### WHAT YOU HAVE TO DO:
Among the lines of the records below, copy those that hold the word "async".

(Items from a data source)
○ ○ ○ ○

//! HTTP handlers for transport fleet endpoints

use axum::{
    extract::{Path, Query, State},
    Json,
};
use serde::Deserialize;
use uuid::Uuid;

use crate::error::{AppError, AppResult};
use crate::handlers::SuccessResponse;
use crate::middleware::CurrentUser;
use crate::services::transport::{CreateTransportInput, TransportService, UpdateTransportInput};
use crate::AppState;
use shared::models::{Transport, TransportStatus};

/// Register a transport
pub async fn create_transport(
    State(state): State<AppState>,
    current_user: CurrentUser,
    Json(input): Json<CreateTransportInput>,
) -> AppResult<Json<Transport>> {
    let service = TransportService::new(state.db);
    let transport = service
        .create_transport(current_user.0.business_id, input)
        .await?;
    Ok(Json(transport))
}

/// Update transport details
pub async fn update_transport(
    State(state): State<AppState>,
    current_user: CurrentUser,
    Path(transport_id): Path<Uuid>,
    Json(input): Json<UpdateTransportInput>,
) -> AppResult<Json<Transport>> {
    let service = TransportService::new(state.db);
    let transport = service
        .update_transport(current_user.0.business_id, transport_id, input)
        .await?;
    Ok(Json(transport))
}

/// Input for a transport status change
#[derive(Debug, Deserialize)]
pub struct TransportStatusInput {
    pub status: TransportStatus,
}

/// Move a transport in or out of maintenance
pub async fn set_transport_status(
    State(state): State<AppState>,
    current_user: CurrentUser,
    Path(transport_id): Path<Uuid>,
    Json(input): Json<TransportStatusInput>,
) -> AppResult<Json<Transport>> {
    let service = TransportService::new(state.db);
    let transport = service
        .set_status(current_user.0.business_id, transport_id, input.status)
        .await?;
    Ok(Json(transport))
}

/// Get a transport by ID
pub async fn get_transport(
    State(state): State<AppState>,
    current_user: CurrentUser,
    Path(transport_id): Path<Uuid>,
) -> AppResult<Json<Transport>> {
    let service = TransportService::new(state.db);
    let transport = service
        .get_transport(current_user.0.business_id, transport_id)
        .await?;
    Ok(Json(transport))
}

/// Query parameters for transport listing
#[derive(Debug, Deserialize)]
pub struct TransportListQuery {
    pub status: Option<String>,
}

/// List transports, optionally filtered by status
pub async fn list_transports(
    State(state): State<AppState>,
    current_user: CurrentUser,
    Query(query): Query<TransportListQuery>,
) -> AppResult<Json<Vec<Transport>>> {
    let status = match query.status.as_deref() {
        Some(raw) => Some(raw.parse::<TransportStatus>().map_err(|_| {
            AppError::Validation {
                field: "status".to_string(),
                message: format!("Unknown transport status '{}'", raw),
            }
        })?),
        None => None,
    };

    let service = TransportService::new(state.db);
    let transports = service
        .list_transports(current_user.0.business_id, status)
        .await?;
    Ok(Json(transports))
}

/// Soft-delete a transport
pub async fn delete_transport(
    State(state): State<AppState>,
    current_user: CurrentUser,
    Path(transport_id): Path<Uuid>,
) -> AppResult<Json<SuccessResponse>> {
    if !current_user.0.can_manage() {
        return Err(AppError::Unauthorized("Manager role required".to_string()));
    }

    let service = TransportService::new(state.db);
    service
        .delete_transport(current_user.0.business_id, transport_id)
        .await?;
    Ok(Json(SuccessResponse::ok()))
}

○ ○ ○ ○

### SOLUTION BELOW:
pub async fn create_transport(
pub async fn update_transport(
pub async fn set_transport_status(
pub async fn get_transport(
pub async fn list_transports(
pub async fn delete_transport(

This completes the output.